Still, he said it doesn’t surprise him that effective ventilation can make a measurable difference in limiting the transmission of COVID-19 within closed spaces. However, this type of data among classrooms in Canada is limited, he said.
“We wouldn't know it in Canada because we have not done this kind of measurement at all,” Furness said. “Some individual teachers sneak in their own devices…but we're not doing this systematically, so we’ve got no clue.”
In the province of Ontario, where Furness is based, efforts were made to enhance ventilation systems before the start of the 2021 school year.

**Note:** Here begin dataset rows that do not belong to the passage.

//! Top-level function extraction via tree-sitter.

use tree_sitter::{Node, Parser};

use crate::error::{IndexError, Result};
use crate::languages::{FunctionGrammar, Lang};

/// Source text of every top-level function in `source`, in document order,
/// trimmed of surrounding whitespace.
///
/// A decorated function contributes its inner definition without the
/// decorators. Nested functions and methods are not returned.
///
/// # Errors
///
/// Returns `IndexError::Parse` if `lang` has no function grammar or the
/// source contains any syntax error.
pub fn extract_functions(source: &str, lang: Lang) -> Result<Vec<String>> {
    let grammar = lang
        .function_grammar()
        .ok_or_else(|| IndexError::Parse(format!("no function grammar for {lang}")))?;

    let mut parser = Parser::new();
    parser
        .set_language(&grammar.language)
        .map_err(|e| IndexError::Parse(format!("set_language failed: {e}")))?;

    let tree = parser
        .parse(source, None)
        .ok_or_else(|| IndexError::Parse(format!("{lang} parser returned no tree")))?;
    let root = tree.root_node();
    if root.has_error() {
        return Err(IndexError::Parse(format!("{lang} source has syntax errors")));
    }

    let child_count = u32::try_from(root.named_child_count()).unwrap_or(u32::MAX);
    let mut functions = Vec::new();
    for i in 0..child_count {
        let Some(child) = root.named_child(i) else {
            continue;
        };
        if let Some(func) = function_node(&grammar, child) {
            functions.push(source[func.byte_range()].trim().to_owned());
        }
    }
    Ok(functions)
}

fn function_node<'t>(grammar: &FunctionGrammar, node: Node<'t>) -> Option<Node<'t>> {
    if grammar.function_kinds.contains(&node.kind()) {
        return Some(node);
    }
    if grammar.decorated_kind == Some(node.kind()) {
        let inner = node.child_by_field_name("definition")?;
        return grammar.function_kinds.contains(&inner.kind()).then_some(inner);
    }
    None
}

However, not every classroom in the province is equipped with the tools it needs for proper ventilation or filtration, Furness said.
Less than 10 per cent of publicly funded schools in the province remain without mechanical ventilation, according to Grace Lee, spokesperson for Education Minister Stephen Lecce. Classrooms without mechanical ventilation are being prioritized for the use of high-efficiency particulate air (HEPA) filters, as are kindergarten classrooms, she said. The province recently stated it would be supplying school boards with up to 40,000 more HEPA filter units; these stand-alone filters help remove airborne particles floating in the air.
“We're still going to have winner and loser schools with respect to transmission,” said Furness. “And we've got no data to be able to say, ‘What kind of return did we get on the small amount of money that we did spend on ventilation?”
Joseph Fox is an HVAC engineer who works for a school board in Ontario. When he first came across the study, he said he felt a sense of relief as it adds to existing evidence that COVID-19 is airborne.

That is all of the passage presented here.